WHAT YOU HAVE TO DO »
Take every line from the entries below that includes the word "posts" and copy it.

SUPPLIED DATA »
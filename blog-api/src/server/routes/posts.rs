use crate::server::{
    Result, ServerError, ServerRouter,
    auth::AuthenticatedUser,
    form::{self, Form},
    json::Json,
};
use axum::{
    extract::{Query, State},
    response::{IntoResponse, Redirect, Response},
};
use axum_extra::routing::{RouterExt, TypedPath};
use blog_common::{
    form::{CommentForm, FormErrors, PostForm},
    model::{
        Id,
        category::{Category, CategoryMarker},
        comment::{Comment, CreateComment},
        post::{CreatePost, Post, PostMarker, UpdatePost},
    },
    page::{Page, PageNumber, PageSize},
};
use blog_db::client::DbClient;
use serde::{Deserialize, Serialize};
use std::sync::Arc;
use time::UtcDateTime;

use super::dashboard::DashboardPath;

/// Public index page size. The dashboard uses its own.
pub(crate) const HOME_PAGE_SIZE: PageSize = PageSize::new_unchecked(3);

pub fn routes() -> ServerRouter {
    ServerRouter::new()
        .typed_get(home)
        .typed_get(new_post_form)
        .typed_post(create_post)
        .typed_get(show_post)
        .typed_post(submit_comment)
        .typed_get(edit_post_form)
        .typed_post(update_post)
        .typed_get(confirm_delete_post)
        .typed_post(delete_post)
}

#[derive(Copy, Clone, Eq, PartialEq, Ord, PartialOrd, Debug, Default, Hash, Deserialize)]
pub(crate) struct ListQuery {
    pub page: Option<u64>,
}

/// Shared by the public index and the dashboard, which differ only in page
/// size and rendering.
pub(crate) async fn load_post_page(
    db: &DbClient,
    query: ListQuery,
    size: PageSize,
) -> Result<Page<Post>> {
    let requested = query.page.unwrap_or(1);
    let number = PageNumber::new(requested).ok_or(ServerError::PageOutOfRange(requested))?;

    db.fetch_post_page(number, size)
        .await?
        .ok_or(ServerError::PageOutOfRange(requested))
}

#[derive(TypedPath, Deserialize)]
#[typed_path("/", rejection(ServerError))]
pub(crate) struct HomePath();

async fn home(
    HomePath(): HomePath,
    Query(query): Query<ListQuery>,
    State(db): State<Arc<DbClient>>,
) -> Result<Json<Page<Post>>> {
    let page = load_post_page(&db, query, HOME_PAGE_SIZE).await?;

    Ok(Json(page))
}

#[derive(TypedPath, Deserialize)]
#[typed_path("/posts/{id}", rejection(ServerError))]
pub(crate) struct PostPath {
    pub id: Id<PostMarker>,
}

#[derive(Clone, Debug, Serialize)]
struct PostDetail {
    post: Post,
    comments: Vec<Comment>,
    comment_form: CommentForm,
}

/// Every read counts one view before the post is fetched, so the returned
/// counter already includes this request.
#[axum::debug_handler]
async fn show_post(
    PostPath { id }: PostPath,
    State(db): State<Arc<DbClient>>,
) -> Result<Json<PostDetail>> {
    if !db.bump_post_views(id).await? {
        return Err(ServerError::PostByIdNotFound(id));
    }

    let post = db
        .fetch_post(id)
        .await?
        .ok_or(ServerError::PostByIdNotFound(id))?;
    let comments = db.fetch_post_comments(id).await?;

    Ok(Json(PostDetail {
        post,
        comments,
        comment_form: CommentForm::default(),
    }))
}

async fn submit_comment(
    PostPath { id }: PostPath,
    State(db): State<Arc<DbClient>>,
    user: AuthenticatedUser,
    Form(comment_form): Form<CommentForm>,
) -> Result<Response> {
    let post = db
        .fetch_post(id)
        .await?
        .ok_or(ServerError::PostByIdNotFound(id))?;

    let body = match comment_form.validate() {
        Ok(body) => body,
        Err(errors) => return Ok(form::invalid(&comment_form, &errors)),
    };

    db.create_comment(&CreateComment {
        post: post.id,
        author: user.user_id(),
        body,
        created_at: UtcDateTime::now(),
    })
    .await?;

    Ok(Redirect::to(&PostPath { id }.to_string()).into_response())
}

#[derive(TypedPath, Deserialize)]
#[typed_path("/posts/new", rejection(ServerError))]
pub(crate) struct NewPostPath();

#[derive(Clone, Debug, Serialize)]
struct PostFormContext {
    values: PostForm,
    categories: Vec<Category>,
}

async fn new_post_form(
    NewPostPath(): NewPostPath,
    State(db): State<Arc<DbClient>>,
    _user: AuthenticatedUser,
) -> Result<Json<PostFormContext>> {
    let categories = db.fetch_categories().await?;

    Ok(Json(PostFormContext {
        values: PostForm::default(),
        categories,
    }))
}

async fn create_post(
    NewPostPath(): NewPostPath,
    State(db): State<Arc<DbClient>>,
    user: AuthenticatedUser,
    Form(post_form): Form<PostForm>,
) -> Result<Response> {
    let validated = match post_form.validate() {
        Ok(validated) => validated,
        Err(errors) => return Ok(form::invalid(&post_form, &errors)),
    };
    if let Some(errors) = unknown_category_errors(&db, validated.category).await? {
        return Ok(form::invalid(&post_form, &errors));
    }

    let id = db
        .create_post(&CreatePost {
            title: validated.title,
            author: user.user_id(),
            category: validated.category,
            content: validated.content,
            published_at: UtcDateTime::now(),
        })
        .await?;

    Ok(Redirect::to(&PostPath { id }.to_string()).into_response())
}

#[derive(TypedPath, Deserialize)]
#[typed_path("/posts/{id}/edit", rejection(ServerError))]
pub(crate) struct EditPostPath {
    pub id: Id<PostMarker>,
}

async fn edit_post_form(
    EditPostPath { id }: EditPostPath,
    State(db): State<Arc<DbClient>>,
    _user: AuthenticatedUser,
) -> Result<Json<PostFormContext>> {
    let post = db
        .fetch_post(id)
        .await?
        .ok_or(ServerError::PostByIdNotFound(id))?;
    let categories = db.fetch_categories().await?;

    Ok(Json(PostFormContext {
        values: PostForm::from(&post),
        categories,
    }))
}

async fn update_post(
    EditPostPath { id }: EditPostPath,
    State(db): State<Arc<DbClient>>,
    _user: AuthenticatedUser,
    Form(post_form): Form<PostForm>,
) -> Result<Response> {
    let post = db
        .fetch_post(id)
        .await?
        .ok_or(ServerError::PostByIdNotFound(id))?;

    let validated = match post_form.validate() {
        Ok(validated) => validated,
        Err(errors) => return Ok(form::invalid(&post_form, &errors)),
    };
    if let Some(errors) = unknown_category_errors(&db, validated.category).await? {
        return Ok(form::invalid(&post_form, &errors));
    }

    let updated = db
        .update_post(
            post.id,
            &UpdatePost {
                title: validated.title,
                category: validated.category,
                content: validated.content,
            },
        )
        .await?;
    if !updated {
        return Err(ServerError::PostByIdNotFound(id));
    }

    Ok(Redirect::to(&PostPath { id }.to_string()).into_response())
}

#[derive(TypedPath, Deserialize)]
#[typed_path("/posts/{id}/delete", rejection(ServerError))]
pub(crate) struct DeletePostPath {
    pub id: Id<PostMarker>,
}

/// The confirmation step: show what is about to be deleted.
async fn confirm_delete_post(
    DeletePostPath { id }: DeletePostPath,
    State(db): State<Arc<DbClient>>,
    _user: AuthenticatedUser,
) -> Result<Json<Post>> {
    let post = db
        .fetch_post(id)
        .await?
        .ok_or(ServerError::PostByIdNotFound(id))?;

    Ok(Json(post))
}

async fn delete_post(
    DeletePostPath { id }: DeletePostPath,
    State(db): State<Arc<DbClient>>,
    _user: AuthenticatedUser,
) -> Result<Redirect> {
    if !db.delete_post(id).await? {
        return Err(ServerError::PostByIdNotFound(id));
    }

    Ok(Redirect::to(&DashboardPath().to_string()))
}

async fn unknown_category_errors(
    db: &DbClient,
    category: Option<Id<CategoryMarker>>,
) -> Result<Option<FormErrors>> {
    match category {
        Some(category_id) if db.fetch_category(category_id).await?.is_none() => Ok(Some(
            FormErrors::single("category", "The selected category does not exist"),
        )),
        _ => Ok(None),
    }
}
==
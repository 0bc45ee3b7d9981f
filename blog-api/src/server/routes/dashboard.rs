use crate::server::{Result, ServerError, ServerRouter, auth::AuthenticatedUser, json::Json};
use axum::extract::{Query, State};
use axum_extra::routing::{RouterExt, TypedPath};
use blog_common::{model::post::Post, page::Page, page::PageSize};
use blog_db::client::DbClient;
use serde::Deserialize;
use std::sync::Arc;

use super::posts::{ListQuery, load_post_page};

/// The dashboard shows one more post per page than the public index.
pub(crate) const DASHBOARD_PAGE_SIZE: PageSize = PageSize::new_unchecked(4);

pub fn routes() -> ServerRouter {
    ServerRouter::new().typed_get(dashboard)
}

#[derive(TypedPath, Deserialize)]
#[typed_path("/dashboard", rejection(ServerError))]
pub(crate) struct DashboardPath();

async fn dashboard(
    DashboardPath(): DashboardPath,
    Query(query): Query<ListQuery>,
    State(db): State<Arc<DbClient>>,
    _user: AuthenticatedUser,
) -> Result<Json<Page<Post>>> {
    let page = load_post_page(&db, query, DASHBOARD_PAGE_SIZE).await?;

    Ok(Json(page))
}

SOLVED PROBLEM »
filename blog-api/src/server/routes/posts.rs
#[typed_path("/posts/{id}", rejection(ServerError))]
#[typed_path("/posts/new", rejection(ServerError))]
#[typed_path("/posts/{id}/edit", rejection(ServerError))]
#[typed_path("/posts/{id}/delete", rejection(ServerError))]
use super::posts::{ListQuery, load_post_page};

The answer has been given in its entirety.